Repeat the records exactly, so that each line matches the original.
::: Information supplied
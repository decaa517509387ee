//! Choropleth map descriptors.

use rate_map_dashboard_models::{MapView, Outline, StateDescriptor};
use rate_map_dataset::DatasetStore;
use rate_map_geography_models::labels::label_position;
use rate_map_rates_models::{FILTERED_COLOR, INACTIVE_LEGEND_COLOR, RateRecord, TEXT_PRIMARY};

use super::SELECTION_COLOR;
use crate::interaction::ActiveBands;

/// Border drawn around every unselected state.
pub const BORDER_COLOR: &str = INACTIVE_LEGEND_COLOR;

const BORDER_WIDTH: f64 = 1.0;
const SELECTED_BORDER_WIDTH: f64 = 3.0;

/// Rates at or above this get light label text on the dark fills.
const LIGHT_LABEL_THRESHOLD: f64 = 25.0;
const LIGHT_LABEL_COLOR: &str = "#ffffff";

#[must_use]
pub fn map_title(year: u16) -> String {
    format!("Suicide Rates per 100,000 Population — {year}")
}

#[must_use]
pub fn hover_text(record: &RateRecord) -> String {
    format!(
        "{}<br>Rate: {:.1} per 100k<br>Region: {}",
        record.state, record.rate, record.region
    )
}

/// One descriptor per state with a record in `year`.
#[must_use]
pub fn derive_map(
    store: &DatasetStore,
    year: u16,
    active: &ActiveBands,
    selected: Option<&str>,
) -> MapView {
    let states = store
        .year_records(year)
        .map(|record| describe(record, active, selected))
        .collect();

    MapView {
        title: map_title(year),
        year,
        states,
    }
}

fn describe(record: &RateRecord, active: &ActiveBands, selected: Option<&str>) -> StateDescriptor {
    let is_filtered = !active.contains(record.band);
    let is_selected = selected == Some(record.state.as_str());

    // Missing placements are reported once when the dataset loads.
    let position = label_position(&record.state);
    let label_color = match &position {
        Some(p) if p.is_offset() => TEXT_PRIMARY,
        _ if record.rate < LIGHT_LABEL_THRESHOLD => TEXT_PRIMARY,
        _ => LIGHT_LABEL_COLOR,
    };

    let outline = if is_selected {
        Outline {
            color: SELECTION_COLOR.to_string(),
            width: SELECTED_BORDER_WIDTH,
        }
    } else {
        Outline {
            color: BORDER_COLOR.to_string(),
            width: BORDER_WIDTH,
        }
    };

    StateDescriptor {
        state: record.state.clone(),
        abbreviation: record.abbreviation.clone(),
        rate: record.rate,
        band: record.band,
        region: record.region,
        fill_color: if is_filtered {
            FILTERED_COLOR
        } else {
            record.band.color()
        }
        .to_string(),
        is_filtered,
        is_selected,
        outline,
        label_position: position,
        label_color: label_color.to_string(),
        hover_text: hover_text(record),
    }
}

#[cfg(test)]
mod tests {
    use rate_map_rates_models::{RateBand, Region};

    use super::*;
    use crate::fixtures;

    fn find<'a>(view: &'a MapView, state: &str) -> &'a StateDescriptor {
        view.states.iter().find(|s| s.state == state).unwrap()
    }

    #[test]
    fn fills_follow_band_unless_filtered() {
        let store = fixtures::store();
        let mut active = ActiveBands::default();
        active.toggle(RateBand::AboveThirty);
        let view = derive_map(&store, 2023, &active, None);

        let texas = find(&view, "Texas");
        assert_eq!(texas.band, RateBand::TenToFifteen);
        assert_eq!(texas.fill_color, "#bbdb44");
        assert!(!texas.is_filtered);

        let alaska = find(&view, "Alaska");
        assert!(alaska.is_filtered);
        assert_eq!(alaska.fill_color, "#e9ecef");
    }

    #[test]
    fn selection_is_independent_of_filtering() {
        let store = fixtures::store();
        let mut active = ActiveBands::default();
        active.toggle(RateBand::AboveThirty);
        let view = derive_map(&store, 2023, &active, Some("Wyoming"));

        let wyoming = find(&view, "Wyoming");
        assert!(wyoming.is_filtered);
        assert!(wyoming.is_selected);
        assert_eq!(wyoming.outline.color, "#0d6efd");
        assert_eq!(view.states.iter().filter(|s| s.is_selected).count(), 1);
    }

    #[test]
    fn hover_text_survives_filtering() {
        let store = fixtures::store();
        let mut active = ActiveBands::default();
        active.toggle(RateBand::TenToFifteen);
        let view = derive_map(&store, 2000, &active, None);

        assert_eq!(
            find(&view, "Texas").hover_text,
            "Texas<br>Rate: 10.0 per 100k<br>Region: West South Central"
        );
    }

    #[test]
    fn label_colors() {
        let store = fixtures::store();
        let view = derive_map(&store, 2023, &ActiveBands::default(), None);

        assert_eq!(find(&view, "Texas").label_color, "#212529");
        assert_eq!(find(&view, "Alaska").label_color, "#ffffff");

        let rhode_island = find(&view, "Rhode Island");
        assert!(rhode_island.label_position.as_ref().unwrap().is_offset());
        assert_eq!(rhode_island.label_color, "#212529");
    }

    #[test]
    fn state_without_placement_is_drawn_unlabeled() {
        let store = fixtures::custom_store(
            2000,
            &[("Atlantis", "AT", Region::Pacific, &[27.0])],
        );
        let view = derive_map(&store, 2000, &ActiveBands::default(), None);

        let atlantis = find(&view, "Atlantis");
        assert_eq!(atlantis.label_position, None);
        assert_eq!(atlantis.label_color, "#ffffff");
        assert_eq!(atlantis.fill_color, "#e51f1f");
    }

    #[test]
    fn title_carries_year() {
        let store = fixtures::store();
        let view = derive_map(&store, 2015, &ActiveBands::default(), None);
        assert_eq!(view.title, "Suicide Rates per 100,000 Population — 2015");
    }
}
::::::
Task solution:
repository decaa517509387ee
//! Choropleth map descriptors.

use rate_map_dashboard_models::{MapView, Outline, StateDescriptor};
use rate_map_dataset::DatasetStore;
use rate_map_geography_models::labels::label_position;
use rate_map_rates_models::{FILTERED_COLOR, INACTIVE_LEGEND_COLOR, RateRecord, TEXT_PRIMARY};

use super::SELECTION_COLOR;
use crate::interaction::ActiveBands;

/// Border drawn around every unselected state.
pub const BORDER_COLOR: &str = INACTIVE_LEGEND_COLOR;

const BORDER_WIDTH: f64 = 1.0;
const SELECTED_BORDER_WIDTH: f64 = 3.0;

/// Rates at or above this get light label text on the dark fills.
const LIGHT_LABEL_THRESHOLD: f64 = 25.0;
const LIGHT_LABEL_COLOR: &str = "#ffffff";

#[must_use]
pub fn map_title(year: u16) -> String {
    format!("Suicide Rates per 100,000 Population — {year}")
}

#[must_use]
pub fn hover_text(record: &RateRecord) -> String {
    format!(
        "{}<br>Rate: {:.1} per 100k<br>Region: {}",
        record.state, record.rate, record.region
    )
}

/// One descriptor per state with a record in `year`.
#[must_use]
pub fn derive_map(
    store: &DatasetStore,
    year: u16,
    active: &ActiveBands,
    selected: Option<&str>,
) -> MapView {
    let states = store
        .year_records(year)
        .map(|record| describe(record, active, selected))
        .collect();

    MapView {
        title: map_title(year),
        year,
        states,
    }
}

fn describe(record: &RateRecord, active: &ActiveBands, selected: Option<&str>) -> StateDescriptor {
    let is_filtered = !active.contains(record.band);
    let is_selected = selected == Some(record.state.as_str());

    // Missing placements are reported once when the dataset loads.
    let position = label_position(&record.state);
    let label_color = match &position {
        Some(p) if p.is_offset() => TEXT_PRIMARY,
        _ if record.rate < LIGHT_LABEL_THRESHOLD => TEXT_PRIMARY,
        _ => LIGHT_LABEL_COLOR,
    };

    let outline = if is_selected {
        Outline {
            color: SELECTION_COLOR.to_string(),
            width: SELECTED_BORDER_WIDTH,
        }
    } else {
        Outline {
            color: BORDER_COLOR.to_string(),
            width: BORDER_WIDTH,
        }
    };

    StateDescriptor {
        state: record.state.clone(),
        abbreviation: record.abbreviation.clone(),
        rate: record.rate,
        band: record.band,
        region: record.region,
        fill_color: if is_filtered {
            FILTERED_COLOR
        } else {
            record.band.color()
        }
        .to_string(),
        is_filtered,
        is_selected,
        outline,
        label_position: position,
        label_color: label_color.to_string(),
        hover_text: hover_text(record),
    }
}

#[cfg(test)]
mod tests {
    use rate_map_rates_models::{RateBand, Region};

    use super::*;
    use crate::fixtures;

    fn find<'a>(view: &'a MapView, state: &str) -> &'a StateDescriptor {
        view.states.iter().find(|s| s.state == state).unwrap()
    }

    #[test]
    fn fills_follow_band_unless_filtered() {
        let store = fixtures::store();
        let mut active = ActiveBands::default();
        active.toggle(RateBand::AboveThirty);
        let view = derive_map(&store, 2023, &active, None);

        let texas = find(&view, "Texas");
        assert_eq!(texas.band, RateBand::TenToFifteen);
        assert_eq!(texas.fill_color, "#bbdb44");
        assert!(!texas.is_filtered);

        let alaska = find(&view, "Alaska");
        assert!(alaska.is_filtered);
        assert_eq!(alaska.fill_color, "#e9ecef");
    }

    #[test]
    fn selection_is_independent_of_filtering() {
        let store = fixtures::store();
        let mut active = ActiveBands::default();
        active.toggle(RateBand::AboveThirty);
        let view = derive_map(&store, 2023, &active, Some("Wyoming"));

        let wyoming = find(&view, "Wyoming");
        assert!(wyoming.is_filtered);
        assert!(wyoming.is_selected);
        assert_eq!(wyoming.outline.color, "#0d6efd");
        assert_eq!(view.states.iter().filter(|s| s.is_selected).count(), 1);
    }

    #[test]
    fn hover_text_survives_filtering() {
        let store = fixtures::store();
        let mut active = ActiveBands::default();
        active.toggle(RateBand::TenToFifteen);
        let view = derive_map(&store, 2000, &active, None);

        assert_eq!(
            find(&view, "Texas").hover_text,
            "Texas<br>Rate: 10.0 per 100k<br>Region: West South Central"
        );
    }

    #[test]
    fn label_colors() {
        let store = fixtures::store();
        let view = derive_map(&store, 2023, &ActiveBands::default(), None);

        assert_eq!(find(&view, "Texas").label_color, "#212529");
        assert_eq!(find(&view, "Alaska").label_color, "#ffffff");

        let rhode_island = find(&view, "Rhode Island");
        assert!(rhode_island.label_position.as_ref().unwrap().is_offset());
        assert_eq!(rhode_island.label_color, "#212529");
    }

    #[test]
    fn state_without_placement_is_drawn_unlabeled() {
        let store = fixtures::custom_store(
            2000,
            &[("Atlantis", "AT", Region::Pacific, &[27.0])],
        );
        let view = derive_map(&store, 2000, &ActiveBands::default(), None);

        let atlantis = find(&view, "Atlantis");
        assert_eq!(atlantis.label_position, None);
        assert_eq!(atlantis.label_color, "#ffffff");
        assert_eq!(atlantis.fill_color, "#e51f1f");
    }

    #[test]
    fn title_carries_year() {
        let store = fixtures::store();
        let view = derive_map(&store, 2015, &ActiveBands::default(), None);
        assert_eq!(view.title, "Suicide Rates per 100,000 Population — 2015");
    }
}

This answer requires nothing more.